What is expected = Output the following data exactly.
:: Raw data ::
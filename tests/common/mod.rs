//! 集成测试公共工具：内存评分服务和记录型视图

#![allow(dead_code)]

use std::collections::VecDeque;
use std::sync::{Arc, Mutex};
use std::time::Duration;

use async_trait::async_trait;
use tokio::sync::watch;

use wild_drafter::clients::ProposalReceipt;
use wild_drafter::config::Config;
use wild_drafter::error::ApiError;
use wild_drafter::models::{OverridePayload, Question, Reason, RecommendationItem, ScoringRequest};
use wild_drafter::services::{
    IconResolver, LivePreviewController, MemoryKeyValueStore, OverrideStore, RenderModel,
    ResultView,
};
use wild_drafter::{QuizSession, ScoringApi, SessionState};

/// 按队列返回结果的评分服务，队列空时返回空列表
#[derive(Default)]
pub struct ScriptedApi {
    pub questions: Mutex<Option<Result<Vec<Question>, ApiError>>>,
    pub responses: Mutex<VecDeque<Result<Vec<RecommendationItem>, ApiError>>>,
    pub requests: Mutex<Vec<ScoringRequest>>,
    /// 收到评分请求时会话所处的状态
    pub observed_states: Mutex<Vec<SessionState>>,
    pub state_rx: Mutex<Option<watch::Receiver<SessionState>>>,
    pub proposals: Mutex<Vec<OverridePayload>>,
    /// 官方英雄数据，为 None 时拉取失败
    pub champions: Mutex<Option<OverridePayload>>,
}

impl ScriptedApi {
    pub fn with_questions(questions: Vec<Question>) -> Self {
        let api = Self::default();
        *api.questions.lock().unwrap() = Some(Ok(questions));
        api
    }

    pub fn with_champions(champions: OverridePayload) -> Self {
        let api = Self::default();
        *api.champions.lock().unwrap() = Some(champions);
        api
    }

    pub fn push_response(&self, response: Result<Vec<RecommendationItem>, ApiError>) {
        self.responses.lock().unwrap().push_back(response);
    }

    pub fn requests(&self) -> Vec<ScoringRequest> {
        self.requests.lock().unwrap().clone()
    }

    pub fn watch_session(&self, session: &QuizSession) {
        *self.state_rx.lock().unwrap() = Some(session.subscribe());
    }
}

#[async_trait]
impl ScoringApi for ScriptedApi {
    async fn fetch_questions(&self) -> Result<Vec<Question>, ApiError> {
        self.questions
            .lock()
            .unwrap()
            .take()
            .unwrap_or_else(|| Ok(Vec::new()))
    }

    async fn recommend(
        &self,
        request: &ScoringRequest,
    ) -> Result<Vec<RecommendationItem>, ApiError> {
        if let Some(rx) = self.state_rx.lock().unwrap().as_ref() {
            self.observed_states.lock().unwrap().push(*rx.borrow());
        }
        self.requests.lock().unwrap().push(request.clone());
        self.responses
            .lock()
            .unwrap()
            .pop_front()
            .unwrap_or_else(|| Ok(Vec::new()))
    }

    async fn fetch_champions(&self) -> Result<OverridePayload, ApiError> {
        self.champions
            .lock()
            .unwrap()
            .clone()
            .ok_or(ApiError::BadStatus {
                endpoint: "api/champions".to_string(),
                status: 500,
            })
    }

    async fn submit_proposal(
        &self,
        payload: &OverridePayload,
    ) -> Result<ProposalReceipt, ApiError> {
        self.proposals.lock().unwrap().push(payload.clone());
        Ok(ProposalReceipt {
            status: "received".to_string(),
            proposal: Some(format!("champions_{}.json", payload.len())),
            message: None,
        })
    }
}

/// 记录收到的渲染模型
#[derive(Default)]
pub struct RecordingView {
    pub previews: Mutex<Vec<RenderModel>>,
    pub results: Mutex<Vec<RenderModel>>,
}

impl RecordingView {
    pub fn last_preview(&self) -> Option<RenderModel> {
        self.previews.lock().unwrap().last().cloned()
    }

    pub fn last_results(&self) -> Option<RenderModel> {
        self.results.lock().unwrap().last().cloned()
    }
}

impl ResultView for RecordingView {
    fn show_preview(&self, model: &RenderModel) {
        self.previews.lock().unwrap().push(model.clone());
    }

    fn show_results(&self, model: &RenderModel) {
        self.results.lock().unwrap().push(model.clone());
    }
}

pub struct Harness {
    pub api: Arc<ScriptedApi>,
    pub view: Arc<RecordingView>,
    pub overrides: Arc<OverrideStore>,
    pub session: QuizSession,
}

/// 组装会话，`debounce` 为实时预览的静默窗口
pub fn harness(api: ScriptedApi, debounce: Duration) -> Harness {
    let config = Config::default();
    let api = Arc::new(api);
    let view = Arc::new(RecordingView::default());
    let overrides = Arc::new(OverrideStore::new(MemoryKeyValueStore::new()));
    let icons = IconResolver::new(&config);

    let preview = LivePreviewController::new(
        api.clone(),
        overrides.clone(),
        view.clone(),
        icons.clone(),
        debounce,
        config.max_results,
    );
    let session = QuizSession::new(
        api.clone(),
        preview,
        overrides.clone(),
        view.clone(),
        icons,
        config.max_results,
    );

    Harness {
        api,
        view,
        overrides,
        session,
    }
}

pub fn questions(n: usize) -> Vec<Question> {
    (1..=n)
        .map(|i| Question::new(format!("q{}", i), format!("Question {}?", i)))
        .collect()
}

pub fn item(champion: &str, score: f64, reasons: &[(&str, i64)]) -> RecommendationItem {
    RecommendationItem {
        champion: champion.to_string(),
        score,
        icon: String::new(),
        reasons: reasons
            .iter()
            .map(|(label, weight)| Reason {
                label: label.to_string(),
                weight: *weight,
                key: None,
            })
            .collect(),
        tags: Vec::new(),
    }
}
:::
Written solution =
filename tests/common/mod.rs
//! 集成测试公共工具：内存评分服务和记录型视图

#![allow(dead_code)]

use std::collections::VecDeque;
use std::sync::{Arc, Mutex};
use std::time::Duration;

use async_trait::async_trait;
use tokio::sync::watch;

use wild_drafter::clients::ProposalReceipt;
use wild_drafter::config::Config;
use wild_drafter::error::ApiError;
use wild_drafter::models::{OverridePayload, Question, Reason, RecommendationItem, ScoringRequest};
use wild_drafter::services::{
    IconResolver, LivePreviewController, MemoryKeyValueStore, OverrideStore, RenderModel,
    ResultView,
};
use wild_drafter::{QuizSession, ScoringApi, SessionState};

/// 按队列返回结果的评分服务，队列空时返回空列表
#[derive(Default)]
pub struct ScriptedApi {
    pub questions: Mutex<Option<Result<Vec<Question>, ApiError>>>,
    pub responses: Mutex<VecDeque<Result<Vec<RecommendationItem>, ApiError>>>,
    pub requests: Mutex<Vec<ScoringRequest>>,
    /// 收到评分请求时会话所处的状态
    pub observed_states: Mutex<Vec<SessionState>>,
    pub state_rx: Mutex<Option<watch::Receiver<SessionState>>>,
    pub proposals: Mutex<Vec<OverridePayload>>,
    /// 官方英雄数据，为 None 时拉取失败
    pub champions: Mutex<Option<OverridePayload>>,
}

impl ScriptedApi {
    pub fn with_questions(questions: Vec<Question>) -> Self {
        let api = Self::default();
        *api.questions.lock().unwrap() = Some(Ok(questions));
        api
    }

    pub fn with_champions(champions: OverridePayload) -> Self {
        let api = Self::default();
        *api.champions.lock().unwrap() = Some(champions);
        api
    }

    pub fn push_response(&self, response: Result<Vec<RecommendationItem>, ApiError>) {
        self.responses.lock().unwrap().push_back(response);
    }

    pub fn requests(&self) -> Vec<ScoringRequest> {
        self.requests.lock().unwrap().clone()
    }

    pub fn watch_session(&self, session: &QuizSession) {
        *self.state_rx.lock().unwrap() = Some(session.subscribe());
    }
}

#[async_trait]
impl ScoringApi for ScriptedApi {
    async fn fetch_questions(&self) -> Result<Vec<Question>, ApiError> {
        self.questions
            .lock()
            .unwrap()
            .take()
            .unwrap_or_else(|| Ok(Vec::new()))
    }

    async fn recommend(
        &self,
        request: &ScoringRequest,
    ) -> Result<Vec<RecommendationItem>, ApiError> {
        if let Some(rx) = self.state_rx.lock().unwrap().as_ref() {
            self.observed_states.lock().unwrap().push(*rx.borrow());
        }
        self.requests.lock().unwrap().push(request.clone());
        self.responses
            .lock()
            .unwrap()
            .pop_front()
            .unwrap_or_else(|| Ok(Vec::new()))
    }

    async fn fetch_champions(&self) -> Result<OverridePayload, ApiError> {
        self.champions
            .lock()
            .unwrap()
            .clone()
            .ok_or(ApiError::BadStatus {
                endpoint: "api/champions".to_string(),
                status: 500,
            })
    }

    async fn submit_proposal(
        &self,
        payload: &OverridePayload,
    ) -> Result<ProposalReceipt, ApiError> {
        self.proposals.lock().unwrap().push(payload.clone());
        Ok(ProposalReceipt {
            status: "received".to_string(),
            proposal: Some(format!("champions_{}.json", payload.len())),
            message: None,
        })
    }
}

/// 记录收到的渲染模型
#[derive(Default)]
pub struct RecordingView {
    pub previews: Mutex<Vec<RenderModel>>,
    pub results: Mutex<Vec<RenderModel>>,
}

impl RecordingView {
    pub fn last_preview(&self) -> Option<RenderModel> {
        self.previews.lock().unwrap().last().cloned()
    }

    pub fn last_results(&self) -> Option<RenderModel> {
        self.results.lock().unwrap().last().cloned()
    }
}

impl ResultView for RecordingView {
    fn show_preview(&self, model: &RenderModel) {
        self.previews.lock().unwrap().push(model.clone());
    }

    fn show_results(&self, model: &RenderModel) {
        self.results.lock().unwrap().push(model.clone());
    }
}

pub struct Harness {
    pub api: Arc<ScriptedApi>,
    pub view: Arc<RecordingView>,
    pub overrides: Arc<OverrideStore>,
    pub session: QuizSession,
}

/// 组装会话，`debounce` 为实时预览的静默窗口
pub fn harness(api: ScriptedApi, debounce: Duration) -> Harness {
    let config = Config::default();
    let api = Arc::new(api);
    let view = Arc::new(RecordingView::default());
    let overrides = Arc::new(OverrideStore::new(MemoryKeyValueStore::new()));
    let icons = IconResolver::new(&config);

    let preview = LivePreviewController::new(
        api.clone(),
        overrides.clone(),
        view.clone(),
        icons.clone(),
        debounce,
        config.max_results,
    );
    let session = QuizSession::new(
        api.clone(),
        preview,
        overrides.clone(),
        view.clone(),
        icons,
        config.max_results,
    );

    Harness {
        api,
        view,
        overrides,
        session,
    }
}

pub fn questions(n: usize) -> Vec<Question> {
    (1..=n)
        .map(|i| Question::new(format!("q{}", i), format!("Question {}?", i)))
        .collect()
}

pub fn item(champion: &str, score: f64, reasons: &[(&str, i64)]) -> RecommendationItem {
    RecommendationItem {
        champion: champion.to_string(),
        score,
        icon: String::new(),
        reasons: reasons
            .iter()
            .map(|(label, weight)| Reason {
                label: label.to_string(),
                weight: *weight,
                key: None,
            })
            .collect(),
        tags: Vec::new(),
    }
}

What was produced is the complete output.